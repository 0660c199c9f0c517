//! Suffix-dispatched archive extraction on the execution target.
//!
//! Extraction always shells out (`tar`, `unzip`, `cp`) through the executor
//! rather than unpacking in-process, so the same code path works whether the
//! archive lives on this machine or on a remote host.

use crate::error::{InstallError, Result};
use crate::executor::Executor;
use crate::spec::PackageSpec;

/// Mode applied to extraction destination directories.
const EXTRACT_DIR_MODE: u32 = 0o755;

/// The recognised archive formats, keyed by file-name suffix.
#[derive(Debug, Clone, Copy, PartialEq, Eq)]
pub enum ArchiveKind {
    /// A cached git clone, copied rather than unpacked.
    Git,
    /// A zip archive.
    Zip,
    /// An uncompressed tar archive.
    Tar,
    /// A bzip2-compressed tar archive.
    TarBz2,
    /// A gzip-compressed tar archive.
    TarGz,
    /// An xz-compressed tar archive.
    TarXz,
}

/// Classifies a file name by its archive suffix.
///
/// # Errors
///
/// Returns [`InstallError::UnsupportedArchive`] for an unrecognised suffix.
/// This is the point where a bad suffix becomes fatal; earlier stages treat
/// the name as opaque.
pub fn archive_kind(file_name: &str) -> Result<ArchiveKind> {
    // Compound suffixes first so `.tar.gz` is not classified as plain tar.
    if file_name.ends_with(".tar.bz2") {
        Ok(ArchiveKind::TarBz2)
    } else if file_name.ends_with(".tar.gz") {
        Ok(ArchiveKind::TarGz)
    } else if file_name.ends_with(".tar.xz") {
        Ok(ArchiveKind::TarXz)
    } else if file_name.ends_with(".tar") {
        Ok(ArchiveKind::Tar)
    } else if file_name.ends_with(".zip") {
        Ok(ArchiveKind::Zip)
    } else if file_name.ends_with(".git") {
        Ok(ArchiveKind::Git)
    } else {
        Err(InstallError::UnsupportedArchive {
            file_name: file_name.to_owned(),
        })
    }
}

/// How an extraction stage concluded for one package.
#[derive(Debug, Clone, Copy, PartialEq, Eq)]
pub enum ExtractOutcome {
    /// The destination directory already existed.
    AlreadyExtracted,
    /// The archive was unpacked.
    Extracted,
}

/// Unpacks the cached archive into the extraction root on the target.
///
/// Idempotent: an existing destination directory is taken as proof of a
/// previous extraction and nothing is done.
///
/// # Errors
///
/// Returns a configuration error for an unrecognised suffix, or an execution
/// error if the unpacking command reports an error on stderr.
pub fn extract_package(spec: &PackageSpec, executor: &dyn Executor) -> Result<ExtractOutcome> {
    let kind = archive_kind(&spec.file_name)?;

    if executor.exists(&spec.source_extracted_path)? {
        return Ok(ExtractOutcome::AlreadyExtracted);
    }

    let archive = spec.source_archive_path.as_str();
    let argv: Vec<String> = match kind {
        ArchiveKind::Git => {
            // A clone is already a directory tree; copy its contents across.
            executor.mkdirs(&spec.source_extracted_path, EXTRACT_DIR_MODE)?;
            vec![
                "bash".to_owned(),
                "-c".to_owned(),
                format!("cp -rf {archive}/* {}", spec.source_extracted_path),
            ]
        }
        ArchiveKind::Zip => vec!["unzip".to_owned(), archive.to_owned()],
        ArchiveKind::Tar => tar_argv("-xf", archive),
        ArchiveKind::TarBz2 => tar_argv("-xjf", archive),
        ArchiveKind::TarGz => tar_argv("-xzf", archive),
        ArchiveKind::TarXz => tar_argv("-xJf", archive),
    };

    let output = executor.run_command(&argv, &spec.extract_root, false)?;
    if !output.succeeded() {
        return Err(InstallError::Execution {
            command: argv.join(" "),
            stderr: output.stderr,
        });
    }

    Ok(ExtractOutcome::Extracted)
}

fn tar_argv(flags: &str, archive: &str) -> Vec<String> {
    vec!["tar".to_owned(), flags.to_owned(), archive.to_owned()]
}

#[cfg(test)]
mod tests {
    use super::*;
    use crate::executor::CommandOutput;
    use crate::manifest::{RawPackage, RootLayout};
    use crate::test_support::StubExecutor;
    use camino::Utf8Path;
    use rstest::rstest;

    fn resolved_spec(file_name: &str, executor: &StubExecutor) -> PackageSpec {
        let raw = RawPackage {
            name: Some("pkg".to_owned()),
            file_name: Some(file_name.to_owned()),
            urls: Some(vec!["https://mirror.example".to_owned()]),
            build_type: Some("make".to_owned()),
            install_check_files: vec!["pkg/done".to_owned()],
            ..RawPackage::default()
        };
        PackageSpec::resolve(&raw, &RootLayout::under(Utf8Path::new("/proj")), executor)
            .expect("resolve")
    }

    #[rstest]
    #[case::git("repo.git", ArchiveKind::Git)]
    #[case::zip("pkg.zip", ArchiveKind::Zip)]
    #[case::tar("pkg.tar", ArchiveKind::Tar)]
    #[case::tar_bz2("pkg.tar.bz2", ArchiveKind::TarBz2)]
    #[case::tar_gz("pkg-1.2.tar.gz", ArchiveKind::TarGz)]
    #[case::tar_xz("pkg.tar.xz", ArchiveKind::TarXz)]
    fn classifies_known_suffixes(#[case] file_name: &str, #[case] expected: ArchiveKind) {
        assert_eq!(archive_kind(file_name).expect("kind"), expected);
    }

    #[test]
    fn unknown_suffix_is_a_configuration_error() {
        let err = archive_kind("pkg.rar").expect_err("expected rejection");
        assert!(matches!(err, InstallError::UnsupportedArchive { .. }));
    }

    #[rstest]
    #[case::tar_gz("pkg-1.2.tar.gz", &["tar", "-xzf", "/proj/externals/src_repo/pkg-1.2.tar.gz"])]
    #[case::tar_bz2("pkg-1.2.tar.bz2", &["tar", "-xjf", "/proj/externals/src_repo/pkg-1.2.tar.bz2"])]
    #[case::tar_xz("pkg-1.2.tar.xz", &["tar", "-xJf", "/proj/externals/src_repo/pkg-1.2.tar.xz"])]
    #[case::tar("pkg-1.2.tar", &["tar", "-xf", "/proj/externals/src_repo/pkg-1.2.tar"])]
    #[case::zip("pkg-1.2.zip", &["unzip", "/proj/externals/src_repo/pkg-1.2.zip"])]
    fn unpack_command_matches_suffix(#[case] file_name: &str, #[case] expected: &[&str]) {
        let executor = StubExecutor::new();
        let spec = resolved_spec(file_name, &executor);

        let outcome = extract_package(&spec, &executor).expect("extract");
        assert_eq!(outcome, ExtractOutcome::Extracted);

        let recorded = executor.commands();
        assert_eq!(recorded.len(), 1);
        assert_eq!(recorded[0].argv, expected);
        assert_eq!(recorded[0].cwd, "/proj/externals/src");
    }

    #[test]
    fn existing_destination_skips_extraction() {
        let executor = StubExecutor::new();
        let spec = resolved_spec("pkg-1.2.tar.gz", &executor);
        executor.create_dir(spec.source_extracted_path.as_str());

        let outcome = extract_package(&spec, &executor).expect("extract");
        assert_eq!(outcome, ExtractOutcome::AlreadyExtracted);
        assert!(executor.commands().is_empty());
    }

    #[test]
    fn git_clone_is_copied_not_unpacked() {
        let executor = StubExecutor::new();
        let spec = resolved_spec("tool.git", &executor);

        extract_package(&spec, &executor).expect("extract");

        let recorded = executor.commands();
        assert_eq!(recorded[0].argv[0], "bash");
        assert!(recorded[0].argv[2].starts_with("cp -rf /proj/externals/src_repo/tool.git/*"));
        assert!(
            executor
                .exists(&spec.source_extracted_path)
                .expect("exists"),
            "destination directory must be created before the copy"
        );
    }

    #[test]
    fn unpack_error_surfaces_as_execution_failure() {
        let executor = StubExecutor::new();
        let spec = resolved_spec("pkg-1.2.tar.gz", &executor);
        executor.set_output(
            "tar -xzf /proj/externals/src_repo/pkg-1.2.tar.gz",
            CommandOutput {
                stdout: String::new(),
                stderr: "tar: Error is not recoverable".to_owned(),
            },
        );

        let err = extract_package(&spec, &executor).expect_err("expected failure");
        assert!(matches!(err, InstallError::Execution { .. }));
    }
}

:::

§ Work to be completed: Among the entries above, how many lines hold the string "unrecognised"? Respond with nothing but the number.

§ Response to this task: 2